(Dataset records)
□ □ □

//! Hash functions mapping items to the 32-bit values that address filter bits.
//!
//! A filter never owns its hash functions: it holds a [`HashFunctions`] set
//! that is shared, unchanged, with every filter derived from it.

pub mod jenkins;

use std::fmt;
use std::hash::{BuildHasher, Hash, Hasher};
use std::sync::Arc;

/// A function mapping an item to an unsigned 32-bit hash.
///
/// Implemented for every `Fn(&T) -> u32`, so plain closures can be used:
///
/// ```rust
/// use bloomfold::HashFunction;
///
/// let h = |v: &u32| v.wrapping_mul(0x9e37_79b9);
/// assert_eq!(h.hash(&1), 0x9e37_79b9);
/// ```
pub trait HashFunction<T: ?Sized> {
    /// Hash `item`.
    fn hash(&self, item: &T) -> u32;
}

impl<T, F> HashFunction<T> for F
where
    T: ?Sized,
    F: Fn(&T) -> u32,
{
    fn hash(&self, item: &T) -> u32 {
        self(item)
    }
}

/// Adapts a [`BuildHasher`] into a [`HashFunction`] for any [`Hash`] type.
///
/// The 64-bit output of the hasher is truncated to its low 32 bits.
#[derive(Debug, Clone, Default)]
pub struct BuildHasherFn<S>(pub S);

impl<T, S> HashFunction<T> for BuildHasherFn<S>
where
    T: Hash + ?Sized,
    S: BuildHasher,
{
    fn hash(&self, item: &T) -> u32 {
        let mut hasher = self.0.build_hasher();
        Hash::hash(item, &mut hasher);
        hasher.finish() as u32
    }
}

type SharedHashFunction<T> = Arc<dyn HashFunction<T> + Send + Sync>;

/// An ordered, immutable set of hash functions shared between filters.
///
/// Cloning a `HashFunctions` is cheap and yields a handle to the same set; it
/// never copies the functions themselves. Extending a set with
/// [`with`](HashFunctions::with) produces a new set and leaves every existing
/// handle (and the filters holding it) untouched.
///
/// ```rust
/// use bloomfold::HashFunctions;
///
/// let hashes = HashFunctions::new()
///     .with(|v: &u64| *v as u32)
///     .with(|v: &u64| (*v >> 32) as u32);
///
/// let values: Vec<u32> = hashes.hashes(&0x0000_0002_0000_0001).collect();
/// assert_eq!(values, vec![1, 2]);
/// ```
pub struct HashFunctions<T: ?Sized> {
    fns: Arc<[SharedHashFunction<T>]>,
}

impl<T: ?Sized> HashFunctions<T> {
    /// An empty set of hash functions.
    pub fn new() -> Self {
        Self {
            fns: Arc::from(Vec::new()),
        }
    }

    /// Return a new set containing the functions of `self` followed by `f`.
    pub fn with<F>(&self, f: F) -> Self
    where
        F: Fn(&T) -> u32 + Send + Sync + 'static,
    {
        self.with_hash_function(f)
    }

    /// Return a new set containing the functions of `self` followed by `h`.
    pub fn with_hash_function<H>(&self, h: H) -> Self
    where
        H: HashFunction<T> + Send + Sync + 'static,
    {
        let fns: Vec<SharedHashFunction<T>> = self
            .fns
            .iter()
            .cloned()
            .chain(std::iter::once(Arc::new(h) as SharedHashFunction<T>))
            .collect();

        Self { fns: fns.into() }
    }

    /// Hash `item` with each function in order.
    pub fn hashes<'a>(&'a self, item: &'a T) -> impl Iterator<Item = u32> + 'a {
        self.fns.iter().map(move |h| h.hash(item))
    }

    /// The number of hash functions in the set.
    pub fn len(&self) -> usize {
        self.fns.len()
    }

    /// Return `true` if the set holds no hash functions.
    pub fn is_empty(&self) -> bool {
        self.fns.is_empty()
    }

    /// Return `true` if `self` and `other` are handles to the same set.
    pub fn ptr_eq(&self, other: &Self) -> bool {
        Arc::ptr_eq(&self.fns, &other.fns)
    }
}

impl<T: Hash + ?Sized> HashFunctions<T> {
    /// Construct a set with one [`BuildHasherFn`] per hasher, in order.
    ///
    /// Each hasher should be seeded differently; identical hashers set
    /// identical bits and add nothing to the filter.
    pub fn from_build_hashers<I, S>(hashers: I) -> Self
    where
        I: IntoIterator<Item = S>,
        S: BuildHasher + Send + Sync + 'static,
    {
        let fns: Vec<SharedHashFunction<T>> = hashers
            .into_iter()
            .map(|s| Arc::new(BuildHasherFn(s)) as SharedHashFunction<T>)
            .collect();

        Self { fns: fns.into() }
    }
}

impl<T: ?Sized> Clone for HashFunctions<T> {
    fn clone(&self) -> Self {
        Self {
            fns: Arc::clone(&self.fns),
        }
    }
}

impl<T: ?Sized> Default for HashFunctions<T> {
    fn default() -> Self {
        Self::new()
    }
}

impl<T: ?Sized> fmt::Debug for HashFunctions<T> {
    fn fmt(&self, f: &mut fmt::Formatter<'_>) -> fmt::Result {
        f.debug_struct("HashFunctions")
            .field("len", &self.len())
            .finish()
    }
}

□ □ □

About this exercise:
Repeat exactly the lines from the one containing "let fns: Vec<SharedHashFunction<T>> = hashers" to the end of the records.

Response to this exercise:
        let fns: Vec<SharedHashFunction<T>> = hashers
            .into_iter()
            .map(|s| Arc::new(BuildHasherFn(s)) as SharedHashFunction<T>)
            .collect();

        Self { fns: fns.into() }
    }
}

impl<T: ?Sized> Clone for HashFunctions<T> {
    fn clone(&self) -> Self {
        Self {
            fns: Arc::clone(&self.fns),
        }
    }
}

impl<T: ?Sized> Default for HashFunctions<T> {
    fn default() -> Self {
        Self::new()
    }
}

impl<T: ?Sized> fmt::Debug for HashFunctions<T> {
    fn fmt(&self, f: &mut fmt::Formatter<'_>) -> fmt::Result {
        f.debug_struct("HashFunctions")
            .field("len", &self.len())
            .finish()
    }
}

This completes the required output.